__YOUR INSTRUCTIONS__. Which lines in the records below hold the word "detail"? Copy each of them.

__PROVIDED RECORDS__.
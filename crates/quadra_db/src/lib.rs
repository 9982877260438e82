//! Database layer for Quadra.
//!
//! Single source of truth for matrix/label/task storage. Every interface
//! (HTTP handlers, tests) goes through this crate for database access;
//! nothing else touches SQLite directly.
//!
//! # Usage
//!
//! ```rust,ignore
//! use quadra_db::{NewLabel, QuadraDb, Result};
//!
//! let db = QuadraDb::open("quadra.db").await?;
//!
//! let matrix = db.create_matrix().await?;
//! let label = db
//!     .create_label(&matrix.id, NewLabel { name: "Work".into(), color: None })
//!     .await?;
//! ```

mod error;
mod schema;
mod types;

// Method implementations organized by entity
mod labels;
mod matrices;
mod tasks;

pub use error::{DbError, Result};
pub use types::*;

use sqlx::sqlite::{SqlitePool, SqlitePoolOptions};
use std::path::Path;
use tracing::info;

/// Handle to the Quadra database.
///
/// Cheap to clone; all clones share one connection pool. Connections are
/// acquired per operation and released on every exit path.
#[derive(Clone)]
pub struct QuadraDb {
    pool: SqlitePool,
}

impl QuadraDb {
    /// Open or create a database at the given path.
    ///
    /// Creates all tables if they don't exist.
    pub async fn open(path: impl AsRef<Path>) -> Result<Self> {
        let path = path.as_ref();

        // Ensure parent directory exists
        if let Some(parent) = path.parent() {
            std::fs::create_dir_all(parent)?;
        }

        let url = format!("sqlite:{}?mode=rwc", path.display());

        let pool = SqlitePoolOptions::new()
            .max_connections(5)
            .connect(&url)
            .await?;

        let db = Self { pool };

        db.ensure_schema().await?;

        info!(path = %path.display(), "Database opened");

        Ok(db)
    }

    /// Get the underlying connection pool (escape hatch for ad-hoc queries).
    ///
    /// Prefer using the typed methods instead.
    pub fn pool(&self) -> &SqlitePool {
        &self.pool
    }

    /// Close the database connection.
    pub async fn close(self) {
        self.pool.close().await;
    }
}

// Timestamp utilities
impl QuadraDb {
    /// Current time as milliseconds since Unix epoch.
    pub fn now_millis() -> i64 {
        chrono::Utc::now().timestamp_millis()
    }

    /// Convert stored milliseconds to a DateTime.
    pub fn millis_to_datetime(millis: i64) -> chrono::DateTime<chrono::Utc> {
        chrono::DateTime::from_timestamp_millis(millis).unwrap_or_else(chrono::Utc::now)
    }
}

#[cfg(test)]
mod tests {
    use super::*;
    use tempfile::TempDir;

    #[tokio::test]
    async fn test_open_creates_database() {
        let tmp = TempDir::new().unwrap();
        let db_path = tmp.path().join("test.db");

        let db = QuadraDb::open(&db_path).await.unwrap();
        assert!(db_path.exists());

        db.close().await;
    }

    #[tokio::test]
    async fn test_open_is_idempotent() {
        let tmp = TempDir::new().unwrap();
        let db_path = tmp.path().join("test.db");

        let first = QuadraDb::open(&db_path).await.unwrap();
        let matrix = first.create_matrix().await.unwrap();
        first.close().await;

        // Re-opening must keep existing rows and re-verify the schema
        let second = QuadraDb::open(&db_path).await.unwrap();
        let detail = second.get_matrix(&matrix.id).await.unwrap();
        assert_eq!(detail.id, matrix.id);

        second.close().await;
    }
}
...
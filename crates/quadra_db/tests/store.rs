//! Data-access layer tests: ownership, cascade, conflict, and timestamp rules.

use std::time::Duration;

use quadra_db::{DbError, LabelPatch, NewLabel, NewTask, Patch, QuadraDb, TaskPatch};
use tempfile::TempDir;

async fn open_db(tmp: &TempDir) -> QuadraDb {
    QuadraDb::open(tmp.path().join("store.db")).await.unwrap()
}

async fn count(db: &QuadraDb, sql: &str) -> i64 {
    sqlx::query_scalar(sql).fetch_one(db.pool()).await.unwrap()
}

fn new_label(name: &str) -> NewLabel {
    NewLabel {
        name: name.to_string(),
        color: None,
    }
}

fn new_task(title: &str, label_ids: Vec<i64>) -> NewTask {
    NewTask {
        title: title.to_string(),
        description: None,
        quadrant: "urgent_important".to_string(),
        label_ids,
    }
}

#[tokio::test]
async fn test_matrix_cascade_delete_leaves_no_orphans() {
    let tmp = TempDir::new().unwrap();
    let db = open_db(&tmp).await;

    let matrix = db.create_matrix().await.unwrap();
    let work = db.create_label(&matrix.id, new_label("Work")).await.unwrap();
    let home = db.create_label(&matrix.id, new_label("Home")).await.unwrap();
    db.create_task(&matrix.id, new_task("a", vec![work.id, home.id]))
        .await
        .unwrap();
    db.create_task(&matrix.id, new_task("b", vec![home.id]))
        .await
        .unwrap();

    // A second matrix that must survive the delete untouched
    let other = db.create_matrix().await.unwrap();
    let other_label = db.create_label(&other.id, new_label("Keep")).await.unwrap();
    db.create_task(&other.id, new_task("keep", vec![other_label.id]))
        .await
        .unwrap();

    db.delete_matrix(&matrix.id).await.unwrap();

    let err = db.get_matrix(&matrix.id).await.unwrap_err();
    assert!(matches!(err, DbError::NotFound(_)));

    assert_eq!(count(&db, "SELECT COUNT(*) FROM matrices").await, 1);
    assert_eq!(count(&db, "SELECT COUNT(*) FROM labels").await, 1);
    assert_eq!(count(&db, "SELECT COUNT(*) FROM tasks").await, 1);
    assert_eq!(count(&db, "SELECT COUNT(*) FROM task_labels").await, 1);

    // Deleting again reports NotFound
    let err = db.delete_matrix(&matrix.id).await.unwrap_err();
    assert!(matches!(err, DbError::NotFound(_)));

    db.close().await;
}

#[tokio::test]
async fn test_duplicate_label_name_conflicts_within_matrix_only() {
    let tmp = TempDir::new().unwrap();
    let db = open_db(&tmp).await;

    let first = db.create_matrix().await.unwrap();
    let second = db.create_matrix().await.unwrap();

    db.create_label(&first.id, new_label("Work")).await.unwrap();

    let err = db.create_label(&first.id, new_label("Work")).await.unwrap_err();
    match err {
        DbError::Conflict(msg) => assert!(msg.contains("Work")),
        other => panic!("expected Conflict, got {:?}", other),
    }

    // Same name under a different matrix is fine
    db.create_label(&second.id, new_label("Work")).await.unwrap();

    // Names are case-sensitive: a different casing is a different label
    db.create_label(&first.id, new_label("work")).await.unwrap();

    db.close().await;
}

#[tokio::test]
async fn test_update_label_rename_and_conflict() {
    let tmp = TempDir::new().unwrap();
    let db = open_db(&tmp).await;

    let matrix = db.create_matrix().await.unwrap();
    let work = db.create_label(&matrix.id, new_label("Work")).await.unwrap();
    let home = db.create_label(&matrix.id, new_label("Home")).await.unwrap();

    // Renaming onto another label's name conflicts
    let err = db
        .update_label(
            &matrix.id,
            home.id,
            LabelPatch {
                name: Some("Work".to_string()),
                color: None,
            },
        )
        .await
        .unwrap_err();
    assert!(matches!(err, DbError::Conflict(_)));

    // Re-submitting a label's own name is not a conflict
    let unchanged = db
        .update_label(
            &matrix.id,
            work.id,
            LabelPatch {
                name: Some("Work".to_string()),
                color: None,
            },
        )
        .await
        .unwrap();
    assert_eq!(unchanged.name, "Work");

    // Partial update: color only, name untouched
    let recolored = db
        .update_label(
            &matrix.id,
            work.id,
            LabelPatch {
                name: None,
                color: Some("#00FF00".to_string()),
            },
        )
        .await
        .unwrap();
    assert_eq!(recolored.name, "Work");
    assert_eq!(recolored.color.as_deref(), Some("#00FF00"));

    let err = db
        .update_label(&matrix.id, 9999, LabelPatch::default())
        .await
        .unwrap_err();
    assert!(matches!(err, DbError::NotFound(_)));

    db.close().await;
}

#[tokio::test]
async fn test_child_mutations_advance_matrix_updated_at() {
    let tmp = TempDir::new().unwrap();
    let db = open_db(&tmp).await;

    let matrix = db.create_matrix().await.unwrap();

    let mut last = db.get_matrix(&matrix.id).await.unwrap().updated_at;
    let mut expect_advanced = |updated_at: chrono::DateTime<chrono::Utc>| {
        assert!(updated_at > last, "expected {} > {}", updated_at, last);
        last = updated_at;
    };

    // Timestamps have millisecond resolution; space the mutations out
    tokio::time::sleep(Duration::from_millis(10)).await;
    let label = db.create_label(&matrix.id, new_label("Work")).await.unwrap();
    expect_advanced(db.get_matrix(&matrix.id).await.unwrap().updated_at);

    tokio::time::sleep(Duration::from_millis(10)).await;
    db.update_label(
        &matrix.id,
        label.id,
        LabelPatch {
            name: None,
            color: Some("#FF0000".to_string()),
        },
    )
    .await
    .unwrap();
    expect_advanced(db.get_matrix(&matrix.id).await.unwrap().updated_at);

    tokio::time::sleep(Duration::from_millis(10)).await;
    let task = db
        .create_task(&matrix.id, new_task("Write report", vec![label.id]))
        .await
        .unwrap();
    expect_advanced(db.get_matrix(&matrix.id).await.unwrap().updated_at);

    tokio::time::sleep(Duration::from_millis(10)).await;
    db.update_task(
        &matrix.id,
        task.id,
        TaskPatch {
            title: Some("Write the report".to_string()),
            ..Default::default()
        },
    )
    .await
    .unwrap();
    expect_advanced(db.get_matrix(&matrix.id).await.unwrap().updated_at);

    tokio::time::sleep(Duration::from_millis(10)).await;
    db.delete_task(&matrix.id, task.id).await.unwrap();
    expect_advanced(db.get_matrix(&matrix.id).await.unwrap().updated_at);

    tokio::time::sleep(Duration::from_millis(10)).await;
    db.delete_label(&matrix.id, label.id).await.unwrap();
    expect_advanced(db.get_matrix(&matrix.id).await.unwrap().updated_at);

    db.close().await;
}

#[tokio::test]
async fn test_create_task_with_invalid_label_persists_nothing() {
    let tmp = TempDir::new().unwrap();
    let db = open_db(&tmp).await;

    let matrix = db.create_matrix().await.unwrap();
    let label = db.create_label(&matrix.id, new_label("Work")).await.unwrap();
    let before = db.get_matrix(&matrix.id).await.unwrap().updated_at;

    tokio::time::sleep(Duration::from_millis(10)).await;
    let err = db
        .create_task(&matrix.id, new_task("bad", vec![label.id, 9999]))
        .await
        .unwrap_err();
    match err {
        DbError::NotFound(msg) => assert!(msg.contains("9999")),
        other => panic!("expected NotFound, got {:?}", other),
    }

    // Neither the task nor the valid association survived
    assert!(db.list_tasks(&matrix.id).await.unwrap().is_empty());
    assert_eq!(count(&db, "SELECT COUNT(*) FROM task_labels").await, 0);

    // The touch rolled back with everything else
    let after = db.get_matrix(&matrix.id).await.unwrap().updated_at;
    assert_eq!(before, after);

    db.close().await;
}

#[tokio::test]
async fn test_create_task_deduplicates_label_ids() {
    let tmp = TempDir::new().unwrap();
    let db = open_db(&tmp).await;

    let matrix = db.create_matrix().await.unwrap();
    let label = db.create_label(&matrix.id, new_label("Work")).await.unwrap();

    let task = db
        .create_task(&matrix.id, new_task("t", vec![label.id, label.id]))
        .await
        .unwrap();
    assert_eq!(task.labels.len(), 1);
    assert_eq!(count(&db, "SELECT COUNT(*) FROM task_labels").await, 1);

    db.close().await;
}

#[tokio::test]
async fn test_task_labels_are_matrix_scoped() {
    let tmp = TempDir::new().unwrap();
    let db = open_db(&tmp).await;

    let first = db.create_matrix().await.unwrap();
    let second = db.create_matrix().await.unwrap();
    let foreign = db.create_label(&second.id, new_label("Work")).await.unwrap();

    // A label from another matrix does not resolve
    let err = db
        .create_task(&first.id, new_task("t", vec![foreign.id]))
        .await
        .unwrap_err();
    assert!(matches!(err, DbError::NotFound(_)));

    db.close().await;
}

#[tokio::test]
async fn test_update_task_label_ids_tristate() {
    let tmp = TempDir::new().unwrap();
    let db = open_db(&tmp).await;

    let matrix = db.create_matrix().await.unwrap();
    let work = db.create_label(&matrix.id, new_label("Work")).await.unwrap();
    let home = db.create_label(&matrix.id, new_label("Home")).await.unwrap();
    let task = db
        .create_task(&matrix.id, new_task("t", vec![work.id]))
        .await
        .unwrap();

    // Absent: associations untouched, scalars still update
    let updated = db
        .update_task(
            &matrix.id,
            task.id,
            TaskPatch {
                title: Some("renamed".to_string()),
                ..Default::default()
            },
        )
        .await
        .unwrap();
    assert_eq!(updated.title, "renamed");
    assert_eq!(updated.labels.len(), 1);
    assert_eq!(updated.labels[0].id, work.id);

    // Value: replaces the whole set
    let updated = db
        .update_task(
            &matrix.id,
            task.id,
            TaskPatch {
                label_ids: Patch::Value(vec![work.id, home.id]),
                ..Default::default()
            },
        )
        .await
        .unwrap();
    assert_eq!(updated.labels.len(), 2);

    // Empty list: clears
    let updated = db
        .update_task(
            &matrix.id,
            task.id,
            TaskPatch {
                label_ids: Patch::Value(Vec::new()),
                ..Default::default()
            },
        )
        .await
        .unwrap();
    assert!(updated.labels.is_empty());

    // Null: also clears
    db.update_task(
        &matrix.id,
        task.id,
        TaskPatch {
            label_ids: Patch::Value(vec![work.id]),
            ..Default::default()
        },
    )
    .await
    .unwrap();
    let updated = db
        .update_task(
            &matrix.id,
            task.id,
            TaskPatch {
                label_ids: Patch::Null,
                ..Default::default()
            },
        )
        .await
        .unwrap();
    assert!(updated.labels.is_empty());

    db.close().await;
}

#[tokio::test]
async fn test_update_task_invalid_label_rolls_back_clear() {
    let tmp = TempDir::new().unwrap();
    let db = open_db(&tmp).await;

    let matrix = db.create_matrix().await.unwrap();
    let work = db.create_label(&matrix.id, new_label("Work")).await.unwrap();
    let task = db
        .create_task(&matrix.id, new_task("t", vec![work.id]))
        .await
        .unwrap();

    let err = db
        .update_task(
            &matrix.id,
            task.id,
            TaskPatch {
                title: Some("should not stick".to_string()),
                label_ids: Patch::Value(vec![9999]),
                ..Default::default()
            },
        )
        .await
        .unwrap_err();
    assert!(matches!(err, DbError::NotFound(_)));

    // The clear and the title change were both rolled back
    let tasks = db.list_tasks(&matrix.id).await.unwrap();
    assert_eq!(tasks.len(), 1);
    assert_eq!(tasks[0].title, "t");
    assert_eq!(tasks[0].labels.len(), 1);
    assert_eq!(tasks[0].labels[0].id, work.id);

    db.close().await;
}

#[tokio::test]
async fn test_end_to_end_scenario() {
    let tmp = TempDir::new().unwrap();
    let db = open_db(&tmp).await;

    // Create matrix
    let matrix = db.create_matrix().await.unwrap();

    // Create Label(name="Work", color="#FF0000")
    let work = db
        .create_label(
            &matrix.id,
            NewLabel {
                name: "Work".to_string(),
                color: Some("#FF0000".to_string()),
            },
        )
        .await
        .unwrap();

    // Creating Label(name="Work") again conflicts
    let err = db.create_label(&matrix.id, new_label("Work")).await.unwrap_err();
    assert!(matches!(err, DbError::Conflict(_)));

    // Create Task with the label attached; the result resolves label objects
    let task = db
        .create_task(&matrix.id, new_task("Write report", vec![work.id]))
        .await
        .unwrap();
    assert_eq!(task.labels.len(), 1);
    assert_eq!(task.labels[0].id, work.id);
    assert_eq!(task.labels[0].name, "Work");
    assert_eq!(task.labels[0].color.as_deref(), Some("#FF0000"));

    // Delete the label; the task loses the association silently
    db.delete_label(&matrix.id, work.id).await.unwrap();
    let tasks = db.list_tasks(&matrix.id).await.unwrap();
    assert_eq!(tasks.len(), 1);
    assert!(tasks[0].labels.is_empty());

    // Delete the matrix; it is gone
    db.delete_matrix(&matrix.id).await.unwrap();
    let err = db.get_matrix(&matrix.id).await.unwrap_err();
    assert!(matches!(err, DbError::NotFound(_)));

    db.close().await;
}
--
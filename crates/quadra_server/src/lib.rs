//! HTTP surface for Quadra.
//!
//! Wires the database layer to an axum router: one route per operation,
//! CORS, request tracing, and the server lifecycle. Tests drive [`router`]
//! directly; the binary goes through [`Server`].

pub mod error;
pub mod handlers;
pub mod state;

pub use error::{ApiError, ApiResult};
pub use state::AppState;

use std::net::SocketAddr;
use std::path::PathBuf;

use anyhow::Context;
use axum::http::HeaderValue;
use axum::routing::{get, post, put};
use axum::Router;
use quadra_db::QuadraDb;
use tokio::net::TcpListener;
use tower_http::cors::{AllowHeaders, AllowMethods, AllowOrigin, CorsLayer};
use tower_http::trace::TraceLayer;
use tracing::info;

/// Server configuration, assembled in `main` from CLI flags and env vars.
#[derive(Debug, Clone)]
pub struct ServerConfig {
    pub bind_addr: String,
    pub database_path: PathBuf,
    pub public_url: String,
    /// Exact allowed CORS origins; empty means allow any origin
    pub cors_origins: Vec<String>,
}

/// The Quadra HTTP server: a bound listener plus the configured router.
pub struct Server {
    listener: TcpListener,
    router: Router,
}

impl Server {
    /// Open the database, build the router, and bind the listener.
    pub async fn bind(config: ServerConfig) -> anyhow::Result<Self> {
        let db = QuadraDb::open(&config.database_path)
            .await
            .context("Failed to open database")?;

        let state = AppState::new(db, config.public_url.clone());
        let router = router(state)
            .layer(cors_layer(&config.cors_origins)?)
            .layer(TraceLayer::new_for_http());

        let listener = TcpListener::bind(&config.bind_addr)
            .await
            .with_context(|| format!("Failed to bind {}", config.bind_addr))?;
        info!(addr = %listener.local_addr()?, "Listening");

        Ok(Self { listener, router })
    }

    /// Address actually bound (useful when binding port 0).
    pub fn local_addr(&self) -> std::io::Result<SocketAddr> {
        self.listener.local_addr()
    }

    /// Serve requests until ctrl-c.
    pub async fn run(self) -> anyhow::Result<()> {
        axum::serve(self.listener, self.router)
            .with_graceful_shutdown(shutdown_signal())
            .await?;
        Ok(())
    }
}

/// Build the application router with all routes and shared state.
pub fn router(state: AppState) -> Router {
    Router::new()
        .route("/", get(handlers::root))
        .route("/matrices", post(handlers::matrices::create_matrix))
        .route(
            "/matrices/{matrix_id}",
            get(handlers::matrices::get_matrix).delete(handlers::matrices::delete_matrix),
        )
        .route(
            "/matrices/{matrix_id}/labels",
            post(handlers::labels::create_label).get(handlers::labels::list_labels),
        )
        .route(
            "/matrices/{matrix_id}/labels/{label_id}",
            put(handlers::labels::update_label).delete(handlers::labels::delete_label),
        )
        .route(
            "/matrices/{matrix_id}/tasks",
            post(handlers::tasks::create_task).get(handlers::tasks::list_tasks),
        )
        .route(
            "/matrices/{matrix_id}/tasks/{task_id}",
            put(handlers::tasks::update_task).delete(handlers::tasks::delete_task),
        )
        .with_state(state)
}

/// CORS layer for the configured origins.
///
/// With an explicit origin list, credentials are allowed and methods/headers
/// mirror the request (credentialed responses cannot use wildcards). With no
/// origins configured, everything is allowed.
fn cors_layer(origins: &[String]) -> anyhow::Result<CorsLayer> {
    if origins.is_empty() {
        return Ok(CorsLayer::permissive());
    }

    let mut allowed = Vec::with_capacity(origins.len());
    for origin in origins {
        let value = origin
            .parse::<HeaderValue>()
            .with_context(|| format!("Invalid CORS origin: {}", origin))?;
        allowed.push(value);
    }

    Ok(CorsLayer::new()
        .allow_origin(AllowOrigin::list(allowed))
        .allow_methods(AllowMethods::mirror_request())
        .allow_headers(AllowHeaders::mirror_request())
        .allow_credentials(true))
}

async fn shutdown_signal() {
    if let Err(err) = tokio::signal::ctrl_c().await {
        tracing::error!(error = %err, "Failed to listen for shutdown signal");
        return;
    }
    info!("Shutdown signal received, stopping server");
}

__SOLVED PROBLEM__.
        let detail = second.get_matrix(&matrix.id).await.unwrap();
        assert_eq!(detail.id, matrix.id);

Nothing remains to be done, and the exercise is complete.